** EXERCISE OBJECTIVE **
Starting at the first line of the entries below, output every line exactly, up to and including the line with "if date < MIN_VALID_DATE".

(Beginning of EXCERPTED DATA)

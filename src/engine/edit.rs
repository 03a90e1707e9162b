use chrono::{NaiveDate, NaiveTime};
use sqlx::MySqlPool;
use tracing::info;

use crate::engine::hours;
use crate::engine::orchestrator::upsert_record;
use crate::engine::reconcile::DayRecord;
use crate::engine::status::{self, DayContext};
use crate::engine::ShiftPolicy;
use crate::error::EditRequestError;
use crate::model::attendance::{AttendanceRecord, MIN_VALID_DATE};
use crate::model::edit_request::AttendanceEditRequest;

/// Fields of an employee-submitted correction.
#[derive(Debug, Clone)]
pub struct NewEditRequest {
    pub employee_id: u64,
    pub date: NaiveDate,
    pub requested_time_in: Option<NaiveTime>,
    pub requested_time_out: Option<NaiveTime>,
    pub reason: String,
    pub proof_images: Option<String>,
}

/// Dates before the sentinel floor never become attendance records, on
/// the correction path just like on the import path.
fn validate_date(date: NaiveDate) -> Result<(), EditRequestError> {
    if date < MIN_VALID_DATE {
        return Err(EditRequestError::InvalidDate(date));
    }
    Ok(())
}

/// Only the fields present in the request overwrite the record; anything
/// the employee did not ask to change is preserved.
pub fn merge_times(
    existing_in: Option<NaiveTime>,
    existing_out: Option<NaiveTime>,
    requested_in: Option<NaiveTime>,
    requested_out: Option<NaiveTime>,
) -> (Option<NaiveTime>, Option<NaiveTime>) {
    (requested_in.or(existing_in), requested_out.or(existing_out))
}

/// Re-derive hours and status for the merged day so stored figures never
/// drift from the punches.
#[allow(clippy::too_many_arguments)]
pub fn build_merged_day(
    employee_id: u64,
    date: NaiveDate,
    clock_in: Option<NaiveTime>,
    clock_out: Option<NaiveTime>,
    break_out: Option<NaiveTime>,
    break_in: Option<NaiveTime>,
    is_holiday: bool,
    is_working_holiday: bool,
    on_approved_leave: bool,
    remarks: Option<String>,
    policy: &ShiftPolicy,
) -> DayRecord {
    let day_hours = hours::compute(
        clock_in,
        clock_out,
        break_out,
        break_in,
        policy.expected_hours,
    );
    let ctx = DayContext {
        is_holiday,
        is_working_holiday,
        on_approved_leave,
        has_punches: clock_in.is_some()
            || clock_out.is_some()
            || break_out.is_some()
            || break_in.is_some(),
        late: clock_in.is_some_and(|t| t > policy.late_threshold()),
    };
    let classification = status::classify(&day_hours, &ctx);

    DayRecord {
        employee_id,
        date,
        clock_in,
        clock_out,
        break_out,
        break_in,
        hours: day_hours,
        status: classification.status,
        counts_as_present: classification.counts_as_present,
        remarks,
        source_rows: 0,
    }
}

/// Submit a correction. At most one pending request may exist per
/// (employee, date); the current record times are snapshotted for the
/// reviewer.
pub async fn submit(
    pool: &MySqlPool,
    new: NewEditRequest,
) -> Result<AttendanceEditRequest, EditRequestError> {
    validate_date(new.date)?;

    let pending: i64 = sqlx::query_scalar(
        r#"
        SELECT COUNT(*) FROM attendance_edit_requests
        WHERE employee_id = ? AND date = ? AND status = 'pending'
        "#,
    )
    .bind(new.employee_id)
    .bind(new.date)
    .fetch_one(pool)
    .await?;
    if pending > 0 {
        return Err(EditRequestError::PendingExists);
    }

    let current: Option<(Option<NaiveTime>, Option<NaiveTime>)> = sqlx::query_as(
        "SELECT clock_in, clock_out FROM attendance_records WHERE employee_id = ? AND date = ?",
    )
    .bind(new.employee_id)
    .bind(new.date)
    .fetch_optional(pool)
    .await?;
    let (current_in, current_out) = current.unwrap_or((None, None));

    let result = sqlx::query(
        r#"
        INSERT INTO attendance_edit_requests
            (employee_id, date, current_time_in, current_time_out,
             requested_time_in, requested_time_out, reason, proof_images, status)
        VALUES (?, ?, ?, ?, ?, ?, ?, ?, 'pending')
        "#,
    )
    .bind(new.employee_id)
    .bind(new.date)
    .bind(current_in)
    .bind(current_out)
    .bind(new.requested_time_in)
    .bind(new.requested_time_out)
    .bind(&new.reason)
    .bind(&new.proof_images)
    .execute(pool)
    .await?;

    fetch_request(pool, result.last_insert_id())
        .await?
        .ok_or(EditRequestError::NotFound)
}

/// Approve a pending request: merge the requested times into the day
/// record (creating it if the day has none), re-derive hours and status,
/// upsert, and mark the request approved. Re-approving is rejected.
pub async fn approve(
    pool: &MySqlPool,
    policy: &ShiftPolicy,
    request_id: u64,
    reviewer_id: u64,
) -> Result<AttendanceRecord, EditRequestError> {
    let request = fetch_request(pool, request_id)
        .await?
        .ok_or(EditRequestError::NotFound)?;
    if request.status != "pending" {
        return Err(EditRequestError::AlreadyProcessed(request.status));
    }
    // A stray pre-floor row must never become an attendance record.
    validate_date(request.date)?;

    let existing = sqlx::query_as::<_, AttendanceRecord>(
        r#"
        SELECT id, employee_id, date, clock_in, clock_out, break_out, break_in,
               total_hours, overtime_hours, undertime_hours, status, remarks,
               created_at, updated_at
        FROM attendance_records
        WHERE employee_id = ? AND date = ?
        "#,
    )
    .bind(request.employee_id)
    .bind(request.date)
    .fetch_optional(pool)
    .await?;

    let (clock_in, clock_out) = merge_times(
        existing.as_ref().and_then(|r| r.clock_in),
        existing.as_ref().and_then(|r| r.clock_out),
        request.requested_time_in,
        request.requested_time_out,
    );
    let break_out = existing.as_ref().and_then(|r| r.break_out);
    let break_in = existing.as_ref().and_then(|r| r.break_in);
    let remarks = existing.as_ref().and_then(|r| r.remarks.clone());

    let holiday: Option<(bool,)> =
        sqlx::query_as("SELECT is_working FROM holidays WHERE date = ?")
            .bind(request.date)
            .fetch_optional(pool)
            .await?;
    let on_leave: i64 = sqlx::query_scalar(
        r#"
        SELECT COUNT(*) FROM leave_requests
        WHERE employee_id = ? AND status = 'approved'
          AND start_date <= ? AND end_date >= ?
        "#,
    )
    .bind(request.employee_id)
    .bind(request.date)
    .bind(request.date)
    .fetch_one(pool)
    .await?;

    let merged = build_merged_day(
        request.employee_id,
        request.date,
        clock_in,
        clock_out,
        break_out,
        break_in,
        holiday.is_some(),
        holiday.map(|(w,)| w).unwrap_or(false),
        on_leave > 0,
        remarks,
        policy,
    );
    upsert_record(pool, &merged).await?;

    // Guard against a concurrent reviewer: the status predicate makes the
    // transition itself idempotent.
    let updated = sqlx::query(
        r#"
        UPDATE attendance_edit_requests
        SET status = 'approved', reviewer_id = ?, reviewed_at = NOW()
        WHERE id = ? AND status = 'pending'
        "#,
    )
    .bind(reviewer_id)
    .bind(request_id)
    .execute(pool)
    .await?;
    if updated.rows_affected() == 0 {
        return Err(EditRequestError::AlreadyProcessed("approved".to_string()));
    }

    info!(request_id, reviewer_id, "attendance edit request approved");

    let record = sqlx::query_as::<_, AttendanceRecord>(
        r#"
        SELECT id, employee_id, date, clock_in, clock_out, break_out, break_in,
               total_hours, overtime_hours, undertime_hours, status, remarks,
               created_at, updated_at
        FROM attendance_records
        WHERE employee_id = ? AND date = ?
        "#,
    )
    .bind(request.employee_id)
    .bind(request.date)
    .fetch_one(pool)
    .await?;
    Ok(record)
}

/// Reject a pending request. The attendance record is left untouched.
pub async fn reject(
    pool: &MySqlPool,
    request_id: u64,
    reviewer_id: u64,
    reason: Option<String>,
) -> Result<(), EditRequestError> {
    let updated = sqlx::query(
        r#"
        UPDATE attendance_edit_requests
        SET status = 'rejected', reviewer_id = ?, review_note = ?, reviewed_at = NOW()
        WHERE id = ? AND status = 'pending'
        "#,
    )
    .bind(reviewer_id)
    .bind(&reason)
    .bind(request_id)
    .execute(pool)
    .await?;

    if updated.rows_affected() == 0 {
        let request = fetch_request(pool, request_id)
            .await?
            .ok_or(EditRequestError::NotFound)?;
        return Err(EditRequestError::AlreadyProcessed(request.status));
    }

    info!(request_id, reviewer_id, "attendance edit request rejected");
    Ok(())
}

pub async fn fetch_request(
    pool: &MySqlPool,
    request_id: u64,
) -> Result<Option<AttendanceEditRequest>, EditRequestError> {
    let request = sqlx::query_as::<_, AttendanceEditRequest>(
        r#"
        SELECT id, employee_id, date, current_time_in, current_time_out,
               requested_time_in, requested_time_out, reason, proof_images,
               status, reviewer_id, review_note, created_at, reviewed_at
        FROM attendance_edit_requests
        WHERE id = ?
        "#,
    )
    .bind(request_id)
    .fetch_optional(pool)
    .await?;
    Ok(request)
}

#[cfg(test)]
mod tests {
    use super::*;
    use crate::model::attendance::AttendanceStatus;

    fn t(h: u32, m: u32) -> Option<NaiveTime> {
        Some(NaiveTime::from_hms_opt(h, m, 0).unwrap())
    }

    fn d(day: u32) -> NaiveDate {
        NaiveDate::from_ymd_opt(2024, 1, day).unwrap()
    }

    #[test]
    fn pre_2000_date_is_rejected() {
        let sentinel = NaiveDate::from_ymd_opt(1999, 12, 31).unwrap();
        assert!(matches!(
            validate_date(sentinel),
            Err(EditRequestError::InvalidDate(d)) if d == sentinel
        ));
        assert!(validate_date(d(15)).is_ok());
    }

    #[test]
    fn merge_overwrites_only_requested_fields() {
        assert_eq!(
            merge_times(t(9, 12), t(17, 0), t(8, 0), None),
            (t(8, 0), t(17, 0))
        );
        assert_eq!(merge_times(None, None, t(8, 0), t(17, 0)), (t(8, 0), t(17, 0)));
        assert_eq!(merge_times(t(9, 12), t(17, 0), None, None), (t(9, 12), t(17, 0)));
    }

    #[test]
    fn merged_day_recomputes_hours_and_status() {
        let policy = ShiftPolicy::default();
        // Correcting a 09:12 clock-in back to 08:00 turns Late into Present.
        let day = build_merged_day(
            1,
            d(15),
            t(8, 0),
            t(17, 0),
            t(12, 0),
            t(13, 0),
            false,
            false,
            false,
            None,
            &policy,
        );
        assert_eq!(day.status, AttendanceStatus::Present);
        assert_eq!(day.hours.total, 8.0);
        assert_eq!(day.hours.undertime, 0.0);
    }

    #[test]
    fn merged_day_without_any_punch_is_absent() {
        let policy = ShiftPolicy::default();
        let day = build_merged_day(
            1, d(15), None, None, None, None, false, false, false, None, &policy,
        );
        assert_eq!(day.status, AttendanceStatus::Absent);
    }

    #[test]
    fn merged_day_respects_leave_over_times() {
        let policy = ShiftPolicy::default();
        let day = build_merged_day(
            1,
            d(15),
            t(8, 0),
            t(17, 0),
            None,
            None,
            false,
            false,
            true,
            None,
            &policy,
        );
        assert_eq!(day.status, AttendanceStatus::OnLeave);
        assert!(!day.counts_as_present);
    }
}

(End of EXCERPTED DATA)

** EXERCISE OUTPUT **
filename src/engine/edit.rs
repository 03a90e1707e9162b
use chrono::{NaiveDate, NaiveTime};
use sqlx::MySqlPool;
use tracing::info;

use crate::engine::hours;
use crate::engine::orchestrator::upsert_record;
use crate::engine::reconcile::DayRecord;
use crate::engine::status::{self, DayContext};
use crate::engine::ShiftPolicy;
use crate::error::EditRequestError;
use crate::model::attendance::{AttendanceRecord, MIN_VALID_DATE};
use crate::model::edit_request::AttendanceEditRequest;

/// Fields of an employee-submitted correction.
#[derive(Debug, Clone)]
pub struct NewEditRequest {
    pub employee_id: u64,
    pub date: NaiveDate,
    pub requested_time_in: Option<NaiveTime>,
    pub requested_time_out: Option<NaiveTime>,
    pub reason: String,
    pub proof_images: Option<String>,
}

/// Dates before the sentinel floor never become attendance records, on
/// the correction path just like on the import path.
fn validate_date(date: NaiveDate) -> Result<(), EditRequestError> {
    if date < MIN_VALID_DATE {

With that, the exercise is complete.